*TRY IT*: Set down the complete data exactly as it appears below.

(Saved entries)
== == ==
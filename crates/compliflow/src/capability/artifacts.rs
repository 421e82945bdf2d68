//! JSON report artifacts.

use std::collections::BTreeMap;

use serde::Serialize;
use uuid::Uuid;

use crate::capability::{
    ArtifactBundle, ArtifactGenerator, ArtifactKind, GapRecord, GeneratedArtifact,
    GenerationOutput, RedlineRecord, SensitiveMatch,
};
use crate::error::CapabilityError;
use crate::pipeline::ProcessingSummary;

const JSON_MEDIA_TYPE: &str = "application/json";

/// Artifact id for `kind` of `upload_id`. Stable across runs so re-processing
/// the same upload yields the same ids.
pub fn artifact_id(upload_id: &str, kind: ArtifactKind) -> String {
    let name = format!("compliflow:{}:{}", upload_id, kind.as_str());
    Uuid::new_v5(&Uuid::NAMESPACE_URL, name.as_bytes()).to_string()
}

#[derive(Serialize)]
#[serde(rename_all = "camelCase")]
struct GapReport<'a> {
    upload_id: &'a str,
    document_type: &'a str,
    summary: &'a ProcessingSummary,
    controls_evaluated: usize,
    gaps: &'a [GapRecord],
}

#[derive(Serialize)]
#[serde(rename_all = "camelCase")]
struct RedlineSummary<'a> {
    upload_id: &'a str,
    document_type: &'a str,
    redlines: &'a [RedlineRecord],
}

#[derive(Serialize)]
#[serde(rename_all = "camelCase")]
struct SensitiveDataReport<'a> {
    upload_id: &'a str,
    counts_by_kind: BTreeMap<&'a str, usize>,
    matches: &'a [SensitiveMatch],
}

pub struct ReportGenerator {
    kinds: Vec<ArtifactKind>,
}

impl ReportGenerator {
    pub fn new(kinds: Vec<ArtifactKind>) -> Self {
        Self { kinds }
    }

    fn render(
        &self,
        kind: ArtifactKind,
        bundle: &ArtifactBundle<'_>,
    ) -> Result<Vec<u8>, CapabilityError> {
        let content = match kind {
            ArtifactKind::GapReport => serde_json::to_vec_pretty(&GapReport {
                upload_id: bundle.upload_id,
                document_type: bundle.document_type,
                summary: bundle.summary,
                controls_evaluated: bundle.mappings.len(),
                gaps: bundle.gaps,
            })?,
            ArtifactKind::RedlineSummary => serde_json::to_vec_pretty(&RedlineSummary {
                upload_id: bundle.upload_id,
                document_type: bundle.document_type,
                redlines: bundle.redlines,
            })?,
            ArtifactKind::SensitiveDataReport => {
                serde_json::to_vec_pretty(&SensitiveDataReport {
                    upload_id: bundle.upload_id,
                    counts_by_kind: bundle.detection.counts_by_kind(),
                    matches: &bundle.detection.matches,
                })?
            }
        };
        Ok(content)
    }
}

impl ArtifactGenerator for ReportGenerator {
    fn generate(&self, bundle: &ArtifactBundle<'_>) -> Result<GenerationOutput, CapabilityError> {
        if bundle.upload_id.is_empty() {
            return Err(CapabilityError::Generation(
                "upload id is required to name artifacts".to_string(),
            ));
        }

        let artifacts = self
            .kinds
            .iter()
            .map(|&kind| {
                Ok(GeneratedArtifact {
                    id: artifact_id(bundle.upload_id, kind),
                    kind,
                    name: format!("{}-{}.json", bundle.upload_id, kind.as_str()),
                    media_type: JSON_MEDIA_TYPE.to_string(),
                    content: self.render(kind, bundle)?,
                })
            })
            .collect::<Result<Vec<_>, CapabilityError>>()?;

        Ok(GenerationOutput { artifacts })
    }
}
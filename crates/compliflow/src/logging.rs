//! Global tracing subscriber setup.

use tracing::debug;
use tracing_subscriber::prelude::*;
use tracing_subscriber::{fmt, EnvFilter, Layer, Registry};

use crate::config::{LogFormat, LoggingConfig};
use crate::error::LoggingError;

/// Installs the global subscriber described by `config`.
///
/// `RUST_LOG`, when set and non-empty, replaces the configured filter.
/// Records emitted through the `log` facade by dependencies are forwarded
/// into tracing.
pub fn init_logging(config: &LoggingConfig) -> Result<(), LoggingError> {
    let filter = resolve_filter(std::env::var("RUST_LOG").ok(), &config.filter)?;

    let fmt_layer: Box<dyn Layer<Registry> + Send + Sync> = match config.format {
        LogFormat::Compact => fmt::layer().with_target(true).compact().boxed(),
        LogFormat::Pretty => fmt::layer().pretty().boxed(),
        LogFormat::Json => fmt::layer().json().with_current_span(true).boxed(),
    };

    let subscriber = tracing_subscriber::registry().with(fmt_layer).with(filter);
    tracing::subscriber::set_global_default(subscriber)
        .map_err(|e| LoggingError::AlreadyInstalled(e.to_string()))?;

    // Another `log` logger may already own the facade; tracing still works.
    if let Err(e) = tracing_log::LogTracer::init() {
        debug!(error = %e, "log facade bridge not installed");
    }

    debug!(format = ?config.format, "Logging initialized");
    Ok(())
}

/// Picks the effective filter directive: a non-empty environment override
/// wins over the configured one.
pub fn resolve_filter(
    env_override: Option<String>,
    configured: &str,
) -> Result<EnvFilter, LoggingError> {
    let directive = env_override
        .filter(|v| !v.trim().is_empty())
        .unwrap_or_else(|| configured.to_string());

    EnvFilter::try_new(&directive).map_err(|e| LoggingError::InvalidFilter {
        filter: directive.clone(),
        reason: e.to_string(),
    })
}
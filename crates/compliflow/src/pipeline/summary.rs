use serde::{Deserialize, Serialize};

use crate::capability::{GapRecord, RiskLevel};

const CRITICAL_GAP_PENALTY: usize = 20;
const OTHER_GAP_PENALTY: usize = 5;

/// Aggregated risk summary of a processed document.
///
/// The default value (all zeros) marks a document that was never scored
/// because gap analysis did not complete.
#[derive(Debug, Clone, Copy, Default, PartialEq, Eq, Serialize, Deserialize)]
#[serde(rename_all = "camelCase")]
pub struct ProcessingSummary {
    pub critical_gaps: usize,
    pub total_gaps: usize,
    pub compliance_score: u8,
}

impl ProcessingSummary {
    pub fn from_gaps(gaps: &[GapRecord]) -> Self {
        let critical_gaps = gaps
            .iter()
            .filter(|g| g.risk_level == RiskLevel::Critical)
            .count();
        let total_gaps = gaps.len();

        Self {
            critical_gaps,
            total_gaps,
            compliance_score: compliance_score(critical_gaps, total_gaps),
        }
    }
}

/// `max(0, 100 - (critical * 20 + (total - critical) * 5))`.
///
/// A fixed linear penalty, not normalized by the number of controls
/// evaluated. Downstream score bands depend on these exact values.
pub fn compliance_score(critical_gaps: usize, total_gaps: usize) -> u8 {
    let other_gaps = total_gaps.saturating_sub(critical_gaps);
    let penalty = critical_gaps
        .saturating_mul(CRITICAL_GAP_PENALTY)
        .saturating_add(other_gaps.saturating_mul(OTHER_GAP_PENALTY));
    100usize.saturating_sub(penalty) as u8
}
== == ==
*EXERCISE SOLUTION*:
filename crates/compliflow/src/capability/artifacts.rs
repository 421e82945bdf2d68
//! JSON report artifacts.

use std::collections::BTreeMap;

use serde::Serialize;
use uuid::Uuid;

use crate::capability::{
    ArtifactBundle, ArtifactGenerator, ArtifactKind, GapRecord, GeneratedArtifact,
    GenerationOutput, RedlineRecord, SensitiveMatch,
};
use crate::error::CapabilityError;
use crate::pipeline::ProcessingSummary;

const JSON_MEDIA_TYPE: &str = "application/json";

/// Artifact id for `kind` of `upload_id`. Stable across runs so re-processing
/// the same upload yields the same ids.
pub fn artifact_id(upload_id: &str, kind: ArtifactKind) -> String {
    let name = format!("compliflow:{}:{}", upload_id, kind.as_str());
    Uuid::new_v5(&Uuid::NAMESPACE_URL, name.as_bytes()).to_string()
}

#[derive(Serialize)]
#[serde(rename_all = "camelCase")]
struct GapReport<'a> {
    upload_id: &'a str,
    document_type: &'a str,
    summary: &'a ProcessingSummary,
    controls_evaluated: usize,
    gaps: &'a [GapRecord],
}

#[derive(Serialize)]
#[serde(rename_all = "camelCase")]
struct RedlineSummary<'a> {
    upload_id: &'a str,
    document_type: &'a str,
    redlines: &'a [RedlineRecord],
}

#[derive(Serialize)]
#[serde(rename_all = "camelCase")]
struct SensitiveDataReport<'a> {
    upload_id: &'a str,
    counts_by_kind: BTreeMap<&'a str, usize>,
    matches: &'a [SensitiveMatch],
}

pub struct ReportGenerator {
    kinds: Vec<ArtifactKind>,
}

impl ReportGenerator {
    pub fn new(kinds: Vec<ArtifactKind>) -> Self {
        Self { kinds }
    }

    fn render(
        &self,
        kind: ArtifactKind,
        bundle: &ArtifactBundle<'_>,
    ) -> Result<Vec<u8>, CapabilityError> {
        let content = match kind {
            ArtifactKind::GapReport => serde_json::to_vec_pretty(&GapReport {
                upload_id: bundle.upload_id,
                document_type: bundle.document_type,
                summary: bundle.summary,
                controls_evaluated: bundle.mappings.len(),
                gaps: bundle.gaps,
            })?,
            ArtifactKind::RedlineSummary => serde_json::to_vec_pretty(&RedlineSummary {
                upload_id: bundle.upload_id,
                document_type: bundle.document_type,
                redlines: bundle.redlines,
            })?,
            ArtifactKind::SensitiveDataReport => {
                serde_json::to_vec_pretty(&SensitiveDataReport {
                    upload_id: bundle.upload_id,
                    counts_by_kind: bundle.detection.counts_by_kind(),
                    matches: &bundle.detection.matches,
                })?
            }
        };
        Ok(content)
    }
}

impl ArtifactGenerator for ReportGenerator {
    fn generate(&self, bundle: &ArtifactBundle<'_>) -> Result<GenerationOutput, CapabilityError> {
        if bundle.upload_id.is_empty() {
            return Err(CapabilityError::Generation(
                "upload id is required to name artifacts".to_string(),
            ));
        }

        let artifacts = self
            .kinds
            .iter()
            .map(|&kind| {
                Ok(GeneratedArtifact {
                    id: artifact_id(bundle.upload_id, kind),
                    kind,
                    name: format!("{}-{}.json", bundle.upload_id, kind.as_str()),
                    media_type: JSON_MEDIA_TYPE.to_string(),
                    content: self.render(kind, bundle)?,
                })
            })
            .collect::<Result<Vec<_>, CapabilityError>>()?;

        Ok(GenerationOutput { artifacts })
    }
}
filename crates/compliflow/src/logging.rs
//! Global tracing subscriber setup.

use tracing::debug;
use tracing_subscriber::prelude::*;
use tracing_subscriber::{fmt, EnvFilter, Layer, Registry};

use crate::config::{LogFormat, LoggingConfig};
use crate::error::LoggingError;

/// Installs the global subscriber described by `config`.
///
/// `RUST_LOG`, when set and non-empty, replaces the configured filter.
/// Records emitted through the `log` facade by dependencies are forwarded
/// into tracing.
pub fn init_logging(config: &LoggingConfig) -> Result<(), LoggingError> {
    let filter = resolve_filter(std::env::var("RUST_LOG").ok(), &config.filter)?;

    let fmt_layer: Box<dyn Layer<Registry> + Send + Sync> = match config.format {
        LogFormat::Compact => fmt::layer().with_target(true).compact().boxed(),
        LogFormat::Pretty => fmt::layer().pretty().boxed(),
        LogFormat::Json => fmt::layer().json().with_current_span(true).boxed(),
    };

    let subscriber = tracing_subscriber::registry().with(fmt_layer).with(filter);
    tracing::subscriber::set_global_default(subscriber)
        .map_err(|e| LoggingError::AlreadyInstalled(e.to_string()))?;

    // Another `log` logger may already own the facade; tracing still works.
    if let Err(e) = tracing_log::LogTracer::init() {
        debug!(error = %e, "log facade bridge not installed");
    }

    debug!(format = ?config.format, "Logging initialized");
    Ok(())
}

/// Picks the effective filter directive: a non-empty environment override
/// wins over the configured one.
pub fn resolve_filter(
    env_override: Option<String>,
    configured: &str,
) -> Result<EnvFilter, LoggingError> {
    let directive = env_override
        .filter(|v| !v.trim().is_empty())
        .unwrap_or_else(|| configured.to_string());

    EnvFilter::try_new(&directive).map_err(|e| LoggingError::InvalidFilter {
        filter: directive.clone(),
        reason: e.to_string(),
    })
}
filename crates/compliflow/src/pipeline/summary.rs
use serde::{Deserialize, Serialize};

use crate::capability::{GapRecord, RiskLevel};

const CRITICAL_GAP_PENALTY: usize = 20;
const OTHER_GAP_PENALTY: usize = 5;

/// Aggregated risk summary of a processed document.
///
/// The default value (all zeros) marks a document that was never scored
/// because gap analysis did not complete.
#[derive(Debug, Clone, Copy, Default, PartialEq, Eq, Serialize, Deserialize)]
#[serde(rename_all = "camelCase")]
pub struct ProcessingSummary {
    pub critical_gaps: usize,
    pub total_gaps: usize,
    pub compliance_score: u8,
}

impl ProcessingSummary {
    pub fn from_gaps(gaps: &[GapRecord]) -> Self {
        let critical_gaps = gaps
            .iter()
            .filter(|g| g.risk_level == RiskLevel::Critical)
            .count();
        let total_gaps = gaps.len();

        Self {
            critical_gaps,
            total_gaps,
            compliance_score: compliance_score(critical_gaps, total_gaps),
        }
    }
}

/// `max(0, 100 - (critical * 20 + (total - critical) * 5))`.
///
/// A fixed linear penalty, not normalized by the number of controls
/// evaluated. Downstream score bands depend on these exact values.
pub fn compliance_score(critical_gaps: usize, total_gaps: usize) -> u8 {
    let other_gaps = total_gaps.saturating_sub(critical_gaps);
    let penalty = critical_gaps
        .saturating_mul(CRITICAL_GAP_PENALTY)
        .saturating_add(other_gaps.saturating_mul(OTHER_GAP_PENALTY));
    100usize.saturating_sub(penalty) as u8
}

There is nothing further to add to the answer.